= Beginning of Section =

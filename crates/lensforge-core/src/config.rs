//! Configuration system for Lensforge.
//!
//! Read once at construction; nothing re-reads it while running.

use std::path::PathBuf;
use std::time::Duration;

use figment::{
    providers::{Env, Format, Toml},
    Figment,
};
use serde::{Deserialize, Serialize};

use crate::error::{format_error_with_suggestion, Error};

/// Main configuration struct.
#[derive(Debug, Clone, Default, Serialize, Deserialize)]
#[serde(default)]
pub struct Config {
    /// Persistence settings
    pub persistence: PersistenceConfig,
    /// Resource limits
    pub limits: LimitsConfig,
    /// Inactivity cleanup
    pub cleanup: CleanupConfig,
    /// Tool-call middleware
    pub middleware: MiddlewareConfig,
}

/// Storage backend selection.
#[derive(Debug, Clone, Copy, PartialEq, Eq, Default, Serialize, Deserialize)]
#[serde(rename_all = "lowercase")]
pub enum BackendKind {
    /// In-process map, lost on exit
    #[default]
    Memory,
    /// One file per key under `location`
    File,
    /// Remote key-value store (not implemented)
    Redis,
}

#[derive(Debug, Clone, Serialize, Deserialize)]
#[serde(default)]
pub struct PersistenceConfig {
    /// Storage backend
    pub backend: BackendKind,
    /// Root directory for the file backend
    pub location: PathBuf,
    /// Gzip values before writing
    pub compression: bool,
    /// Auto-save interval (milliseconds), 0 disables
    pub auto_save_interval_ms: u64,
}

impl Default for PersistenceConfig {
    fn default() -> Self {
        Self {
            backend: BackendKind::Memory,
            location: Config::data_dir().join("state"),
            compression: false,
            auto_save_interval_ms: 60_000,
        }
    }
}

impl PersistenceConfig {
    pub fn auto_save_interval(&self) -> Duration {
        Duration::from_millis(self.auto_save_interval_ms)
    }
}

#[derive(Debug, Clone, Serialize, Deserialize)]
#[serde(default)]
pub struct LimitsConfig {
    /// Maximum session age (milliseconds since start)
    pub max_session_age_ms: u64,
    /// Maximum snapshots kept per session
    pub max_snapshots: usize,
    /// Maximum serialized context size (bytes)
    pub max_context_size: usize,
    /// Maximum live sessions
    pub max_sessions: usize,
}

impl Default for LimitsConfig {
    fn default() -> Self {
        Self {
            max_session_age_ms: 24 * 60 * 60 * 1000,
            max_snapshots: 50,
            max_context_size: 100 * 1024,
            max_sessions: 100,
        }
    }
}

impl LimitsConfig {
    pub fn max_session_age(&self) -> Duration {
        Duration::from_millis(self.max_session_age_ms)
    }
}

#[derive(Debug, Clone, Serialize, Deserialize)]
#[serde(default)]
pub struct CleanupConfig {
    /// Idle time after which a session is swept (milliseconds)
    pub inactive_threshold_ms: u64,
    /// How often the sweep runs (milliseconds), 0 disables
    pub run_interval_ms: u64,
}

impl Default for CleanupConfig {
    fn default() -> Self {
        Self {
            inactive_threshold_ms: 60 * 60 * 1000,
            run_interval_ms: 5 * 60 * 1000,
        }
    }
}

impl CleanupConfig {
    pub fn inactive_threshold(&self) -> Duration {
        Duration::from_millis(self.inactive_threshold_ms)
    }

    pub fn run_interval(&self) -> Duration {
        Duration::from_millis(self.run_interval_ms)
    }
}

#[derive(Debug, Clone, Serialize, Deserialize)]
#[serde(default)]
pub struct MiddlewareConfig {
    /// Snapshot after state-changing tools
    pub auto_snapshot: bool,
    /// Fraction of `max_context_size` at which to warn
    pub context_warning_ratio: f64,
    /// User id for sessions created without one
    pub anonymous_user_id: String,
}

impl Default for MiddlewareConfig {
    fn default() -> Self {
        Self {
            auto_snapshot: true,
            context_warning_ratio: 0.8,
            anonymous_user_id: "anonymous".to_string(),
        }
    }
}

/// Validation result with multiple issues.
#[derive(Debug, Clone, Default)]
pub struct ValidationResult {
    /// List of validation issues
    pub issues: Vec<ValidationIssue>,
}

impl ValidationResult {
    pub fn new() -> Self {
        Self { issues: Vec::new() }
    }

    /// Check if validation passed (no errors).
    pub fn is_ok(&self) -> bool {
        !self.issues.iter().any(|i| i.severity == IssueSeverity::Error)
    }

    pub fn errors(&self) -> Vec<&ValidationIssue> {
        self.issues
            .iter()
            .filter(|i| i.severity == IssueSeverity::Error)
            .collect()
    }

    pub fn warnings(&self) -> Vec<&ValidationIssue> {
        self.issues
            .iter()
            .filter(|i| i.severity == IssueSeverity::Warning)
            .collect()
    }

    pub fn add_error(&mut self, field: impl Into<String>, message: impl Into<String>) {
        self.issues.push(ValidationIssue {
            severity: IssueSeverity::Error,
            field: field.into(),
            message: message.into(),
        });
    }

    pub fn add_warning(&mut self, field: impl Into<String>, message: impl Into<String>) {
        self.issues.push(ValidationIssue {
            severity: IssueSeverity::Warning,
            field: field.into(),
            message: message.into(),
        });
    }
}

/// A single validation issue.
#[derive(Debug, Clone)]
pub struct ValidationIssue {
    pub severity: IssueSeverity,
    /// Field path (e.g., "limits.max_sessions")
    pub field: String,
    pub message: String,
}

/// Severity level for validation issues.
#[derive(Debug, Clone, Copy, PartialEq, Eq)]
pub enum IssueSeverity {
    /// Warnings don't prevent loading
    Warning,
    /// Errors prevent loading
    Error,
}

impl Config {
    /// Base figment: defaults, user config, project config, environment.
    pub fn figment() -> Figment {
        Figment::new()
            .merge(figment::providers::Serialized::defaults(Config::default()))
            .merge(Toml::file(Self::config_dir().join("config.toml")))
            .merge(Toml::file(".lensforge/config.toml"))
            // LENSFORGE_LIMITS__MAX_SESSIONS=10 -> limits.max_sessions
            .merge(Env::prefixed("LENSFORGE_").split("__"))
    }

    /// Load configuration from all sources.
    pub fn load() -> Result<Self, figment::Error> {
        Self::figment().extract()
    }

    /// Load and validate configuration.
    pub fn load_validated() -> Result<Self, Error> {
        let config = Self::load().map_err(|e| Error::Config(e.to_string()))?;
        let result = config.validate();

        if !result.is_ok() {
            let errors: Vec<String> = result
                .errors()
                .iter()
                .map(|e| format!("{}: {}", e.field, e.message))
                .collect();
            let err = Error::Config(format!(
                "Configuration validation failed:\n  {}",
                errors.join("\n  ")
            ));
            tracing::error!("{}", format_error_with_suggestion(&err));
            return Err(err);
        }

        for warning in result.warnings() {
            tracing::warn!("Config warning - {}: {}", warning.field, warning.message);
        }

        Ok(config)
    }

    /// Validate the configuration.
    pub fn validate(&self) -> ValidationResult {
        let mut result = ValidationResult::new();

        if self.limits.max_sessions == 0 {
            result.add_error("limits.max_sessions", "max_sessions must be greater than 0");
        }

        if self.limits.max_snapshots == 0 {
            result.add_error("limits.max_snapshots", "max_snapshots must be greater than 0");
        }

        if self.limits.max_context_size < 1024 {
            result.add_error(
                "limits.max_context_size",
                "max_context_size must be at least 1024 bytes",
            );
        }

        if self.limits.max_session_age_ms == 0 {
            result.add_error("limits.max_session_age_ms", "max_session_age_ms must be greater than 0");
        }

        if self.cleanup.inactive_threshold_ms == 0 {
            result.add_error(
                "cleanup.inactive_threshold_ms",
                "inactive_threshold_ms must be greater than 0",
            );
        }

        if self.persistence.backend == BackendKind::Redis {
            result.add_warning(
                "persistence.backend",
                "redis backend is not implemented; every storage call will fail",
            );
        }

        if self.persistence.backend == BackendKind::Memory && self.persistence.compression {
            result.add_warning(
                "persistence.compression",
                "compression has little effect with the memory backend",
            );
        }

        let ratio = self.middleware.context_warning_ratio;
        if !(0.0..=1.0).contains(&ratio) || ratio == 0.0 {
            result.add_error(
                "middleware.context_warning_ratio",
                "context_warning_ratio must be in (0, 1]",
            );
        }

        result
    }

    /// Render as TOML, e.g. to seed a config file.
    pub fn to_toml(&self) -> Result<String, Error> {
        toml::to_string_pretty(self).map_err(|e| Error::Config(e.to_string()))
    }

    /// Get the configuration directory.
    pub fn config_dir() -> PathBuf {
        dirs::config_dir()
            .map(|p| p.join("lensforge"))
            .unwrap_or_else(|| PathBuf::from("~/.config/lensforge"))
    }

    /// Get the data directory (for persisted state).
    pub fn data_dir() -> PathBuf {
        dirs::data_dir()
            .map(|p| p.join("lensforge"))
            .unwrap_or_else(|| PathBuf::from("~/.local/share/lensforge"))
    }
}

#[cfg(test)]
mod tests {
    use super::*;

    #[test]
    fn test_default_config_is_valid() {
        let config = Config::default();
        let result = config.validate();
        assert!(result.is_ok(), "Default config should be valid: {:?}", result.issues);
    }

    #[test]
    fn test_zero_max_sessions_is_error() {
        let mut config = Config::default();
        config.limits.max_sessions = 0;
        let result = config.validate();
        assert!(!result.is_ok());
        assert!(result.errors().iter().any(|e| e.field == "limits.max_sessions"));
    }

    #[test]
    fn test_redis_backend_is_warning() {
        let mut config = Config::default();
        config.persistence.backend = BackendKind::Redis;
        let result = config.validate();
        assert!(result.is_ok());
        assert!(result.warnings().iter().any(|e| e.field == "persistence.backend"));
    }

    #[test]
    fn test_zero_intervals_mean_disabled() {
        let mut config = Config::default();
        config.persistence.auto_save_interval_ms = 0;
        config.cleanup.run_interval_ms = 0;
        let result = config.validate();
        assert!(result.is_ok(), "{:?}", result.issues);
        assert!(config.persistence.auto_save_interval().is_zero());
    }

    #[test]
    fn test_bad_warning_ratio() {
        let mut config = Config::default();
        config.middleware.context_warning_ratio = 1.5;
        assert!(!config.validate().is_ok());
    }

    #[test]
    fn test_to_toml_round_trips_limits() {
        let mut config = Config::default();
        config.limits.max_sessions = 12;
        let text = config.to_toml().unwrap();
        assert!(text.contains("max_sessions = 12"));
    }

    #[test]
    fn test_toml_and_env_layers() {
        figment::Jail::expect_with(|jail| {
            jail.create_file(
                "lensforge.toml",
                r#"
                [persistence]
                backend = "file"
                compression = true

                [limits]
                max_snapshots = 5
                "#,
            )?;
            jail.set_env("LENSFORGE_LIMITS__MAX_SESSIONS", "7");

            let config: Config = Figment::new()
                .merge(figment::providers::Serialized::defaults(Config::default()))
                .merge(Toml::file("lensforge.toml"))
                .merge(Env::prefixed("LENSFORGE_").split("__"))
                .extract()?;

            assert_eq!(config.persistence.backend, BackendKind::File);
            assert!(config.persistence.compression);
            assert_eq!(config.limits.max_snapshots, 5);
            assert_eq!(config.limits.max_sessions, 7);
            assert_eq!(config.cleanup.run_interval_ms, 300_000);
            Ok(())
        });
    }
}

= End of Section =

Exercise prompt — Please show every line of the records that holds the word "BackendKind".

Response —
pub enum BackendKind {
    pub backend: BackendKind,
            backend: BackendKind::Memory,
        if self.persistence.backend == BackendKind::Redis {
        if self.persistence.backend == BackendKind::Memory && self.persistence.compression {
        config.persistence.backend = BackendKind::Redis;
            assert_eq!(config.persistence.backend, BackendKind::File);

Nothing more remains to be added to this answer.